Data skew is caused by an uneven distribution of data because of the wrong selection of distribution columns. It is present at the table level, can be easily identified and avoided by selecting optimal distribution columns. 

Avoiding Data Skew
Set up even data distribution when you create a table by using a DISTRIBUTED BY clause in the CREATE TABLE statement. Setting the DISTRIBUTED BY based on the unique or primary key, or a key that is relatively unique, is an easy way to avoid skew. You can use the distributed by clause in an ALTER TABLE statement to change distribution in an existing table.

1. You can specify more than one distribution column with a clause like DISTRIBUTED BY (prod_id, name, company_id). If the combined columns are unique or nearly so, even distribution is guaranteed. Otherwise use your knowledge of the data to pick a distribution key that will not have skew.

2. With no DISTRIBUTED clause, the distribution key defaults to the PRIMARY KEY or UNIQUE constraint on the table. If neither constraint is specified the first column of the table is the 
default distribution key. If that column is not suitable, data skews will occur. In that case you need to explicitly set the DISTRIBUTED BY to a column or set of columns that will distribute evenly. 

3. If you cannot figure out a combination of columns that will distribute without skew, using the DISTRIBUTED RANDOMLY clause will distribute the data randomly and evenly. 

4. Use the views gp_skew_coefficients and gp_skew_idle_fractions in gp_toolkit to find out how data is distributed on the segments.

Checking Skew

After loading data always check for data skew using either of the SQL statements. The first query will return one row for each segment. The second query will return a single row for the table.

SELECT COUNT(*), gp_segment_id FROM <table-name> GROUP BY gp_segment_id;

SELECT 'facts' as "Table Name",max(c) as "Max Seg Rows", min(c) as "Min Seg Rows", (max(c)-min(c))*100.0/max(c) as "Percentage Difference Between Max & Min" from (SELECT count(*) c, gp_segment_id from facts group by 2) as a;

Skewed Distribution Can
1. Degrade overall performance
2. Overflow a disk
3. Significantly slow down query processing

Choosing a Distribution Key
1. Optimizes space usage
2.  Improves I/O performance
3. Bases the distribution on your knowledge of the data and the queries that are run against it

Computational skew/Query Processing Skew
Computational skew happens in flight when a query is executing and is not as easy to detect. It can happen for various operations like join, sort, aggregation, and various OLAP operations. Computational skew occurs for operations on columns that have low cardinality and a non-uniform distribution. 

Computational skew may be detected using Greenplum Database Command Center. Search and identify the query through Query Monitor and open the Query Plan tab. For each operator there will be an attribute CPU Skew that can help in detecting computational skew. 

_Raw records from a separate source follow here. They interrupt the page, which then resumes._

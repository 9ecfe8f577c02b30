use once_cell::sync::Lazy;
use regex::{Regex, RegexBuilder};

use crate::contacts::capitalize;

static NAME_PLACEHOLDER: Lazy<Regex> = Lazy::new(|| {
    RegexBuilder::new(r"\[names?\]|\{names?\}")
        .case_insensitive(true)
        .build()
        .expect("valid placeholder pattern")
});
static INDENTED_BREAK: Lazy<Regex> =
    Lazy::new(|| Regex::new(r"\n[ \t]+").expect("valid indentation pattern"));

const LINE_BREAK_SHORTHANDS: [(&str, &str); 7] = [
    ("########", "\n\n"),
    ("####", "\n\n"),
    ("##", "\n"),
    ("||||", "\n\n"),
    ("||", "\n"),
    ("\\\\n", "\n"),
    ("\\n", "\n"),
];

/// Expands line-break shorthands typed on a single line and strips the
/// indentation that follows each resulting break.
pub fn normalize_message(raw: &str) -> String {
    let expanded = LINE_BREAK_SHORTHANDS
        .iter()
        .fold(raw.to_string(), |acc, (from, to)| acc.replace(from, to));
    INDENTED_BREAK.replace_all(&expanded, "\n").into_owned()
}

/// Substitutes the recipient's first name. `[name]`-style placeholders and a
/// standalone `-n` become the lowercase name; a standalone `-N` is capitalized.
pub fn personalize(template: &str, first: &str) -> String {
    let first_lower = first.to_lowercase();
    let replaced = NAME_PLACEHOLDER.replace_all(template, regex::NoExpand(first_lower.as_str()));
    replace_name_flags(&replaced, &first_lower, &capitalize(&first_lower))
}

fn replace_name_flags(text: &str, lower: &str, title: &str) -> String {
    let chars: Vec<char> = text.chars().collect();
    let mut out = String::with_capacity(text.len());
    let mut idx = 0;
    while idx < chars.len() {
        let standalone = chars[idx] == '-'
            && matches!(chars.get(idx + 1), Some('n' | 'N'))
            && (idx == 0 || chars[idx - 1].is_whitespace())
            && chars
                .get(idx + 2)
                .map(|next| next.is_whitespace() || ".,;:!?".contains(*next))
                .unwrap_or(true);
        if standalone {
            out.push_str(if chars[idx + 1] == 'N' { title } else { lower });
            idx += 2;
        } else {
            out.push(chars[idx]);
            idx += 1;
        }
    }
    out
}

Computational skew may also be detected by analyzing the query plan. Each operator outputs max rows processed by a segment and average rows processed by all segments for that operator. If max row is greater than average rows processed, one of the segments has done more work than the others indicating there might 
be skew at that operator level.

Checking for Query Processing Skew
When a query is being processed, all segments should have equal workloads to ensure the best possible performance. If you identify a poorly-performing query, you may need to investigate further using the EXPLAIN command.

Query processing workload can be skewed if the table’s data distribution policy and the query predicates are not well matched. To check for processing skew, you can run a query such as:

=# SELECT gp_segment_id, count(*) FROM table_name WHERE column='value' GROUP BY gp_segment_id;

This will show the number of rows returned by segment for the given WHERE predicate.